======== Data for this exercise ========

//! Scripted in-memory [`ProtocolClient`] / [`ClientFactory`] for tests.
//!
//! Enabled inside this crate's tests and, for other crates, with the
//! `test-util` feature.

use std::sync::atomic::{AtomicBool, AtomicUsize, Ordering};
use std::sync::{Arc, Mutex, MutexGuard, PoisonError};

use async_trait::async_trait;

use crate::errors::{GatewayError, ProtocolError};
use crate::phone::PhoneNumber;
use crate::protocol::{
    AppCredentials, AuthOutcome, ChatRef, ClientFactory, ForwardBatch, GlobalSearchPage, Identity,
    ProtocolClient, RemoteUser,
};
use crate::store::SessionBlob;
use crate::validation;

const BLOB_PREFIX: &str = "fake-session:";

fn lock<T>(m: &Mutex<T>) -> MutexGuard<'_, T> {
    m.lock().unwrap_or_else(PoisonError::into_inner)
}

/// How the fake remote side behaves.
#[derive(Clone, Debug)]
pub struct FakeBehavior {
    /// The code `sign_in` accepts.
    pub code:              String,
    /// `Some` enables 2FA with this password.
    pub password:          Option<String>,
    /// A fresh client already reports itself authorized.
    pub remote_authorized: bool,
    pub user_id:           i64,
    pub username:          Option<String>,
    pub connect_error:     Option<String>,
    pub send_code_error:   Option<ProtocolError>,
    pub sign_in_flood:     Option<u64>,
    pub password_flood:    Option<u64>,
    /// `get_me` answers with a flood wait even after sign-in.
    pub me_flood:          Option<u64>,
    pub contacts:          Vec<RemoteUser>,
    pub search_results:    Vec<RemoteUser>,
    pub global:            GlobalSearchPage,
    pub search_error:      Option<ProtocolError>,
    pub join_error:        Option<ProtocolError>,
    /// `None` echoes one new id (`1000 + i`) per forwarded message.
    pub forward_result:    Option<Vec<i32>>,
}

impl Default for FakeBehavior {
    fn default() -> Self {
        Self {
            code:              "12345".into(),
            password:          None,
            remote_authorized: false,
            user_id:           1001,
            username:          Some("alice".into()),
            connect_error:     None,
            send_code_error:   None,
            sign_in_flood:     None,
            password_flood:    None,
            me_flood:          None,
            contacts:          Vec::new(),
            search_results:    Vec::new(),
            global:            GlobalSearchPage::default(),
            search_error:      None,
            join_error:        None,
            forward_result:    None,
        }
    }
}

#[derive(Default)]
struct Counters {
    created:        AtomicUsize,
    live:           AtomicUsize,
    sign_in_calls:  AtomicUsize,
    password_calls: AtomicUsize,
    search_limits:  Mutex<Vec<usize>>,
    joined:         Mutex<Vec<ChatRef>>,
    forwarded:      Mutex<Vec<ForwardBatch>>,
}

// ─── Factory ──────────────────────────────────────────────────────────────────

pub struct FakeFactory {
    behavior: Mutex<FakeBehavior>,
    counters: Arc<Counters>,
}

impl FakeFactory {
    pub fn new(behavior: FakeBehavior) -> Self {
        Self { behavior: Mutex::new(behavior), counters: Arc::default() }
    }

    /// Change behavior for clients created from now on.
    pub fn update(&self, f: impl FnOnce(&mut FakeBehavior)) {
        f(&mut lock(&self.behavior));
    }

    /// A blob this factory accepts, as exported for `user_id`.
    pub fn blob_for(user_id: i64) -> SessionBlob {
        SessionBlob::new(validation::encode_blob(format!("{BLOB_PREFIX}{user_id}").as_bytes()))
    }

    pub fn clients_created(&self) -> usize {
        self.counters.created.load(Ordering::SeqCst)
    }

    /// Clients created and not yet dropped.
    pub fn live_connections(&self) -> usize {
        self.counters.live.load(Ordering::SeqCst)
    }

    pub fn sign_in_calls(&self) -> usize {
        self.counters.sign_in_calls.load(Ordering::SeqCst)
    }

    pub fn password_calls(&self) -> usize {
        self.counters.password_calls.load(Ordering::SeqCst)
    }

    /// Limits passed to remote searches, in call order.
    pub fn search_limits(&self) -> Vec<usize> {
        lock(&self.counters.search_limits).clone()
    }

    pub fn joined(&self) -> Vec<ChatRef> {
        lock(&self.counters.joined).clone()
    }

    pub fn forwarded(&self) -> Vec<ForwardBatch> {
        lock(&self.counters.forwarded).clone()
    }
}

impl Default for FakeFactory {
    fn default() -> Self { Self::new(FakeBehavior::default()) }
}

#[async_trait]
impl ClientFactory for FakeFactory {
    fn validate_session(&self, blob: &str) -> Result<SessionBlob, GatewayError> {
        let bytes = validation::decode_blob(blob)
            .map_err(|e| GatewayError::InvalidSessionBlob(e.to_string()))?;
        if !bytes.starts_with(BLOB_PREFIX.as_bytes()) {
            return Err(GatewayError::InvalidSessionBlob("not a fake session".into()));
        }
        Ok(SessionBlob::new(blob))
    }

    async fn create(
        &self,
        _phone:  &PhoneNumber,
        _app:    &AppCredentials,
        session: Option<&SessionBlob>,
    ) -> Result<Arc<dyn ProtocolClient>, GatewayError> {
        if let Some(s) = session {
            self.validate_session(s.as_str())?;
        }
        let behavior = lock(&self.behavior).clone();
        if let Some(msg) = &behavior.connect_error {
            return Err(GatewayError::ConnectionFailed(msg.clone()));
        }

        let n = self.counters.created.fetch_add(1, Ordering::SeqCst) + 1;
        self.counters.live.fetch_add(1, Ordering::SeqCst);
        Ok(Arc::new(FakeClient {
            behavior,
            counters:         self.counters.clone(),
            serial:           n,
            resumed:          session.is_some(),
            code_hash:        Mutex::new(None),
            password_pending: AtomicBool::new(false),
            signed_in:        AtomicBool::new(false),
        }))
    }
}

// ─── Client ───────────────────────────────────────────────────────────────────

pub struct FakeClient {
    behavior:         FakeBehavior,
    counters:         Arc<Counters>,
    serial:           usize,
    resumed:          bool,
    code_hash:        Mutex<Option<String>>,
    password_pending: AtomicBool,
    signed_in:        AtomicBool,
}

impl Drop for FakeClient {
    fn drop(&mut self) {
        self.counters.live.fetch_sub(1, Ordering::SeqCst);
    }
}

impl FakeClient {
    fn authorized(&self) -> bool {
        self.resumed || self.behavior.remote_authorized || self.signed_in.load(Ordering::SeqCst)
    }

    fn unauthorized() -> ProtocolError {
        ProtocolError::Rejected { code: 401, name: "AUTH_KEY_UNREGISTERED".into() }
    }
}

#[async_trait]
impl ProtocolClient for FakeClient {
    async fn is_authorized(&self) -> Result<bool, ProtocolError> {
        Ok(self.authorized())
    }

    async fn send_code(&self, _phone: &PhoneNumber) -> Result<String, ProtocolError> {
        if let Some(e) = &self.behavior.send_code_error {
            return Err(e.clone());
        }
        let hash = format!("hash-{}", self.serial);
        *lock(&self.code_hash) = Some(hash.clone());
        Ok(hash)
    }

    async fn sign_in(&self, _phone: &PhoneNumber, phone_code_hash: &str, code: &str) -> AuthOutcome {
        self.counters.sign_in_calls.fetch_add(1, Ordering::SeqCst);
        if let Some(seconds) = self.behavior.sign_in_flood {
            return AuthOutcome::RateLimited { seconds };
        }
        let bound = lock(&self.code_hash).as_deref() == Some(phone_code_hash);
        if !bound || code != self.behavior.code {
            return AuthOutcome::InvalidCode;
        }
        if self.behavior.password.is_some() {
            self.password_pending.store(true, Ordering::SeqCst);
            return AuthOutcome::PasswordRequired;
        }
        self.signed_in.store(true, Ordering::SeqCst);
        AuthOutcome::Success
    }

    async fn check_password(&self, password: &str) -> AuthOutcome {
        self.counters.password_calls.fetch_add(1, Ordering::SeqCst);
        if let Some(seconds) = self.behavior.password_flood {
            return AuthOutcome::RateLimited { seconds };
        }
        if !self.password_pending.swap(false, Ordering::SeqCst) {
            return AuthOutcome::Rejected("no password challenge pending".into());
        }
        if self.behavior.password.as_deref() == Some(password) {
            self.signed_in.store(true, Ordering::SeqCst);
            AuthOutcome::Success
        } else {
            AuthOutcome::InvalidPassword
        }
    }

    async fn get_me(&self) -> Result<Identity, ProtocolError> {
        if !self.authorized() {
            return Err(Self::unauthorized());
        }
        if let Some(seconds) = self.behavior.me_flood {
            return Err(ProtocolError::RateLimited { seconds });
        }
        Ok(Identity { user_id: self.behavior.user_id, username: self.behavior.username.clone() })
    }

    async fn export_session(&self) -> Result<SessionBlob, ProtocolError> {
        if !self.authorized() {
            return Err(Self::unauthorized());
        }
        Ok(FakeFactory::blob_for(self.behavior.user_id))
    }

    async fn contacts(&self) -> Result<Vec<RemoteUser>, ProtocolError> {
        Ok(self.behavior.contacts.clone())
    }

    async fn search_contacts(&self, _query: &str, limit: usize) -> Result<Vec<RemoteUser>, ProtocolError> {
        lock(&self.counters.search_limits).push(limit);
        if let Some(e) = &self.behavior.search_error {
            return Err(e.clone());
        }
        Ok(self.behavior.search_results.iter().take(limit).cloned().collect())
    }

    async fn search_global(&self, _query: &str, limit: usize) -> Result<GlobalSearchPage, ProtocolError> {
        lock(&self.counters.search_limits).push(limit);
        if let Some(e) = &self.behavior.search_error {
            return Err(e.clone());
        }
        let mut page = self.behavior.global.clone();
        page.messages.truncate(limit);
        Ok(page)
    }

    async fn join_chat(&self, chat: &ChatRef) -> Result<(), ProtocolError> {
        lock(&self.counters.joined).push(chat.clone());
        match &self.behavior.join_error {
            Some(e) => Err(e.clone()),
            None    => Ok(()),
        }
    }

    async fn forward_messages(&self, batch: &ForwardBatch) -> Result<Vec<i32>, ProtocolError> {
        lock(&self.counters.forwarded).push(batch.clone());
        Ok(match &self.behavior.forward_result {
            Some(ids) => ids.clone(),
            None      => (0..batch.message_ids.len()).map(|i| 1000 + i as i32).collect(),
        })
    }
}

========

→ **Task to carry out**: Copy the entries above exactly, but only from the line holding "fn drop(&mut self)" through the line holding "fn unauthorized() ->", both included.

→ **Exercise output**:
    fn drop(&mut self) {
        self.counters.live.fetch_sub(1, Ordering::SeqCst);
    }
}

impl FakeClient {
    fn authorized(&self) -> bool {
        self.resumed || self.behavior.remote_authorized || self.signed_in.load(Ordering::SeqCst)
    }

    fn unauthorized() -> ProtocolError {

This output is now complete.